The ultimate goal of the training is “to be able to produce in a given time or in a minimum of time, without harming the body, a dose of activity roughly equal to that which would represent a whole day of life in the open air in the state of nature” . (G. Hébert, Guide pratique d’éducation physique, Paris, Vuibert, 4è édition, 1922, p. 3)
In the same work, G. Hébert indicates that the man in the state of nature, “the savage for instance” is “obliged to live an active life to meet his basic needs” and “realizes this integral physical development by performing only natural and utilitarian exercises such as walking, running, jumping, “climbing”, “lifting”, “throwing”, swimming, defense, etc., and engaging in the most common tasks”
The three components
The training is very comprehensive and covers the following fields:
physical component: consisting of ten families: marching, running, leaping, climbing, carrying, throwing, balancing, self-defense, swimming and crawling (quadrupedalism)
moral component: will, courage, coolness, tenacity, helpfulness
energetic component: endurance, rapidness, strength, resistance
Méthode naturelle shouldn’t be understood as restricted to training in nature. It rather refers to method or manner of training. It is simple, practical, appropriate to everyone and applicable everywhere.
It doesn’t require special installations or terrain, though it can be practiced in purpose-built course parks similar to keep-fit trails or military obstacle courses.
The main goal is to “make strong beings, with enhanced health, an energetic character, strong resistance and skills sufficient for any natural and practical exercise.”
Sport for everyone
Strong being is understood as a person who improved his own power to a degree near maximum. That implies adjusting the requirements and trainings to one’s constitution, age, gender, natural aptitude.
Freedom of choice and competition
For everyone can train at his own rate and compares his results not with others, but with own old ones, the risk of injury is minimized. Most méthode naturelle practitioners stay fit until very old age.
Recording the results
It is important to keep track of one’s improvement. Georges Hébert designed special score tables that allow to control wide range of achievements, such as high jump, run, weight throw, rope climb, dive underwater etc.
It is important to work on all the components. “Why be a champion jumper if you cannot climb or swim?”
Running is the primary exercise. “Strength lives more in the heart and lungs than in the muscles.” Still, try to include several disciplines in one session.
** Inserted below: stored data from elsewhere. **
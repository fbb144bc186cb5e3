//! Conference and registration endpoints

use std::sync::Arc;

use axum::{
    extract::{Path, State},
    http::StatusCode,
    Json,
};

use super::{path_key, ApiResponse, ApiResult, QueryRequest};
use crate::api::extract::CurrentUser;
use crate::api::AppState;
use crate::central::RegistrationOutcome;
use crate::error::ConferenceError;
use crate::types::ConferenceForm;

/// POST /api/conferences - Create a conference organized by the caller
pub async fn create_conference(
    State(state): State<Arc<AppState>>,
    CurrentUser(user): CurrentUser,
    Json(form): Json<ConferenceForm>,
) -> Result<(StatusCode, Json<ApiResponse<ConferenceForm>>), ConferenceError> {
    let conference = state.central.create_conference(&user, &form)?;
    Ok((
        StatusCode::CREATED,
        Json(ApiResponse::new(state.central.conference_form(&conference))),
    ))
}

/// POST /api/conferences/query - Query conferences with filters
pub async fn query_conferences(
    State(state): State<Arc<AppState>>,
    Json(request): Json<QueryRequest>,
) -> ApiResult<Vec<ConferenceForm>> {
    let conferences = state.central.query_conferences(&request.filters)?;
    Ok(Json(ApiResponse::list(state.central.conference_forms(&conferences))))
}

/// GET /api/conferences/created - Conferences organized by the caller
pub async fn conferences_created(
    State(state): State<Arc<AppState>>,
    CurrentUser(user): CurrentUser,
) -> ApiResult<Vec<ConferenceForm>> {
    let conferences = state.central.conferences_created(&user)?;
    Ok(Json(ApiResponse::list(state.central.conference_forms(&conferences))))
}

/// GET /api/conferences/attending - Conferences the caller registered for
pub async fn conferences_attending(
    State(state): State<Arc<AppState>>,
    CurrentUser(user): CurrentUser,
) -> ApiResult<Vec<ConferenceForm>> {
    let conferences = state.central.conferences_attending(&user)?;
    Ok(Json(ApiResponse::list(state.central.conference_forms(&conferences))))
}

/// GET /api/conferences/:key
pub async fn get_conference(
    State(state): State<Arc<AppState>>,
    Path(key): Path<String>,
) -> ApiResult<ConferenceForm> {
    let conference = state.central.get_conference(&path_key(&key)?)?;
    Ok(Json(ApiResponse::new(state.central.conference_form(&conference))))
}

/// PUT /api/conferences/:key - Update a conference (organizer only)
pub async fn update_conference(
    State(state): State<Arc<AppState>>,
    CurrentUser(user): CurrentUser,
    Path(key): Path<String>,
    Json(form): Json<ConferenceForm>,
) -> ApiResult<ConferenceForm> {
    let conference = state.central.update_conference(&user, &path_key(&key)?, &form)?;
    Ok(Json(ApiResponse::new(state.central.conference_form(&conference))))
}

/// POST /api/conferences/:key/registration
pub async fn register(
    State(state): State<Arc<AppState>>,
    CurrentUser(user): CurrentUser,
    Path(key): Path<String>,
) -> ApiResult<RegistrationOutcome> {
    let outcome = state.central.register(&user, &path_key(&key)?)?;
    Ok(Json(ApiResponse::new(outcome)))
}

/// DELETE /api/conferences/:key/registration
pub async fn unregister(
    State(state): State<Arc<AppState>>,
    CurrentUser(user): CurrentUser,
    Path(key): Path<String>,
) -> ApiResult<RegistrationOutcome> {
    let outcome = state.central.unregister(&user, &path_key(&key)?)?;
    Ok(Json(ApiResponse::new(outcome)))
}
//! Announcement endpoints

use std::sync::Arc;

use axum::{extract::State, Json};

use super::{ApiResponse, ApiResult};
use crate::api::AppState;

/// GET /api/announcement - Current nearly-sold-out announcement ("" if none)
pub async fn get_announcement(State(state): State<Arc<AppState>>) -> ApiResult<String> {
    Ok(Json(ApiResponse::new(state.central.announcement())))
}

/// POST /api/announcement/refresh - Recompute the announcement now
pub async fn refresh_announcement(State(state): State<Arc<AppState>>) -> ApiResult<String> {
    let announcement = state.central.refresh_announcement()?;
    Ok(Json(ApiResponse::new(announcement.unwrap_or_default())))
}

/// GET /api/featured-speaker
pub async fn featured_speaker(State(state): State<Arc<AppState>>) -> ApiResult<String> {
    Ok(Json(ApiResponse::new(state.central.featured_speaker())))
}
//! Fire-and-forget email notifications
//!
//! Services enqueue emails through [`Notifier`]; nothing they do waits on
//! delivery. [`QueueNotifier`] hands messages to a background worker started by
//! [`spawn_email_worker`], which delivers them by logging.

use serde::Serialize;
use tokio::sync::mpsc;
use tokio::task::JoinHandle;
use tracing::{info, warn};

/// Contents of one outgoing email
#[derive(Debug, Clone, PartialEq, Eq, Serialize)]
pub struct EmailPayload {
    pub subject: String,
    pub body: String,
}

impl EmailPayload {
    pub fn new(subject: impl Into<String>, body: impl Into<String>) -> Self {
        Self {
            subject: subject.into(),
            body: body.into(),
        }
    }
}

/// An email waiting for delivery
#[derive(Debug, Clone, PartialEq, Eq)]
pub struct OutgoingEmail {
    pub recipient: String,
    pub payload: EmailPayload,
}

/// Accepts emails for asynchronous delivery
pub trait Notifier: Send + Sync {
    /// Never fails from the caller's point of view
    fn enqueue_email(&self, recipient: &str, payload: EmailPayload);
}

/// Receiving half handed to the email worker
pub type EmailReceiver = mpsc::UnboundedReceiver<OutgoingEmail>;

/// [`Notifier`] backed by an unbounded channel
#[derive(Debug, Clone)]
pub struct QueueNotifier {
    sender: mpsc::UnboundedSender<OutgoingEmail>,
}

impl QueueNotifier {
    pub fn new() -> (Self, EmailReceiver) {
        let (sender, receiver) = mpsc::unbounded_channel();
        (Self { sender }, receiver)
    }
}

impl Notifier for QueueNotifier {
    fn enqueue_email(&self, recipient: &str, payload: EmailPayload) {
        let email = OutgoingEmail {
            recipient: recipient.to_string(),
            payload,
        };
        if let Err(e) = self.sender.send(email) {
            warn!(recipient = %e.0.recipient, "Email worker is gone, dropping email");
        }
    }
}

/// [`Notifier`] that logs immediately, for setups without a worker
#[derive(Debug, Clone, Copy, Default)]
pub struct LogNotifier;

impl Notifier for LogNotifier {
    fn enqueue_email(&self, recipient: &str, payload: EmailPayload) {
        info!(recipient, subject = %payload.subject, "Email sent");
    }
}

/// Drain `receiver` until every sender is dropped; resolves to the number of
/// emails delivered
pub fn spawn_email_worker(mut receiver: EmailReceiver) -> JoinHandle<usize> {
    tokio::spawn(async move {
        let mut delivered = 0;
        while let Some(email) = receiver.recv().await {
            info!(
                recipient = %email.recipient,
                subject = %email.payload.subject,
                "Email sent"
            );
            delivered += 1;
        }
        delivered
    })
}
Development of moral is a necessary part of training. It start with respect to fellow men and nature and goes over to courage, energy, commitment.
Outdoor training in all weathers is essential to develop resistance to cold and a good way to develop firmness and discipline.
Hébertism vs. Methode Naturelle
The terms “Hebertism” and Methode Naturelle (MN) are often mistaken to mean the same concept. However, Hebertism has a much broader meaning. Whereas MN is a method of training and physical education that Hébert developed in the period from 1904 to 1911: Natural Method of Physical, Virile and Moral Education (Hébert 1936), Hebertism is a holistic pedagogocal approach that synthesizes six lifestyle components:
- integral physical development through the use of MN
- health and naturist initiative (nutrition, hygiene, naturopathy, aero-, hydro- and heliotherapy)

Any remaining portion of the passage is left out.